The influence of striatal lesions (head of the caudate nucleus) with kainic acid on "catatonia" and on the increase of the dopamine metabolite DOPAC in the striatum after systemic morphine administration was measured in rats. These lesions strongly prevented the morphine-induced muscular rigidity, measured as activity in the electromyogram EMG) of the gastrocnemius-soleus muscle of non-anesthesized animals. On the other hand, the decrease of locomotion (akinesia) measured using an Animex Activity Meter and an activity wheel, was not prevented or reduced. The lesions did not influence the inhibitory effect of morphine on the activation of flexor alpha-motoneurones, either. These results suggest that the head of the caudate nucleus plays an important role in mediating morphine rigidity, but not akinesia or inhibition of the activation of flexor alpha-motoneurones.

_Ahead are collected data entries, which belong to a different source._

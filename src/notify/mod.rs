// src/notify/mod.rs
//! Outbound notification when a source is detected.

pub mod webhook;

use anyhow::Result;
use async_trait::async_trait;
use chrono::{DateTime, Utc};
use serde::Serialize;
use std::sync::Mutex;

use crate::source::{CategoryRef, Source, TagRef};

pub use webhook::WebhookNotifier;

pub const EVENT_SOURCE_DETECTED: &str = "source_detected";

#[derive(Debug, Clone, PartialEq, Serialize)]
pub struct EventSource {
    pub id: u64,
    pub name: String,
    pub slug: String,
    pub category: Option<CategoryRef>,
    pub tags: Vec<TagRef>,
    pub auto_publish: bool,
    pub requires_review: bool,
}

/// Body posted to a source's webhook.
#[derive(Debug, Clone, PartialEq, Serialize)]
pub struct DetectionEvent {
    pub event: &'static str,
    pub source: EventSource,
    pub confidence: f64,
    pub timestamp: DateTime<Utc>,
}

impl DetectionEvent {
    pub fn source_detected(source: &Source, confidence: f64, at: DateTime<Utc>) -> Self {
        Self {
            event: EVENT_SOURCE_DETECTED,
            source: EventSource {
                id: source.id,
                name: source.name.clone(),
                slug: source.slug.clone(),
                category: source.category.clone(),
                tags: source.tags.clone(),
                auto_publish: source.auto_publish,
                requires_review: source.requires_review,
            },
            confidence,
            timestamp: at,
        }
    }
}

#[async_trait]
pub trait DetectionNotifier: Send + Sync {
    async fn notify(&self, url: &str, event: &DetectionEvent) -> Result<()>;
}

/// Drops every event (webhooks disabled).
#[derive(Debug, Clone, Copy, Default)]
pub struct NoopNotifier;

#[async_trait]
impl DetectionNotifier for NoopNotifier {
    async fn notify(&self, _url: &str, _event: &DetectionEvent) -> Result<()> {
        Ok(())
    }
}

/// Keeps `(url, event)` pairs in memory; used by tests.
#[derive(Debug, Default)]
pub struct RecordingNotifier {
    sent: Mutex<Vec<(String, DetectionEvent)>>,
}

impl RecordingNotifier {
    pub fn sent(&self) -> Vec<(String, DetectionEvent)> {
        self.sent.lock().unwrap_or_else(|p| p.into_inner()).clone()
    }
}

#[async_trait]
impl DetectionNotifier for RecordingNotifier {
    async fn notify(&self, url: &str, event: &DetectionEvent) -> Result<()> {
        self.sent
            .lock()
            .unwrap_or_else(|p| p.into_inner())
            .push((url.to_string(), event.clone()));
        Ok(())
    }
}

#[cfg(test)]
mod tests {
    use super::*;

    #[tokio::test]
    async fn recording_notifier_keeps_events() {
        let s = Source::new(3, "Port Authority");
        let ev = DetectionEvent::source_detected(&s, 0.65, Utc::now());
        let rec = RecordingNotifier::default();
        rec.notify("https://hooks.example/port", &ev).await.unwrap();

        let sent = rec.sent();
        assert_eq!(sent.len(), 1);
        assert_eq!(sent[0].0, "https://hooks.example/port");
        assert_eq!(sent[0].1.source.slug, "port-authority");
    }

    #[test]
    fn event_shape() {
        let mut s = Source::new(3, "Port Authority").with_category(7, "Harbor");
        s.tags = vec![TagRef {
            id: 21,
            name: "shipping".into(),
        }];
        s.auto_publish = true;
        let v = serde_json::to_value(DetectionEvent::source_detected(&s, 0.5, Utc::now())).unwrap();
        assert_eq!(v["event"], "source_detected");
        assert_eq!(v["source"]["id"], 3);
        assert_eq!(v["source"]["category"]["id"], 7);
        assert_eq!(v["source"]["category"]["name"], "Harbor");
        assert_eq!(v["source"]["tags"][0]["name"], "shipping");
        assert_eq!(v["source"]["auto_publish"], true);
        assert_eq!(v["source"]["requires_review"], true);
        assert_eq!(v["confidence"], 0.5);
        assert!(v["timestamp"].is_string());
    }
}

Opioid-induced "catatonia" ought to be regarded as a mixture both of rigidity and of akinesia. Morphine led to a rapid decrease, followed by a slow increase of striatal DOPAC concentration. Lesions induced by kainic acid slightly inhibited the decrease and markedly enhanced the increase of DOPAC. Accordingly, an intact nigro-striato-nigral loop is not necessary for the increase of striatal dopamine turnover, observed after morphine administration. The different sites of action, which are likely to mediate all these effects of morphine, are discussed.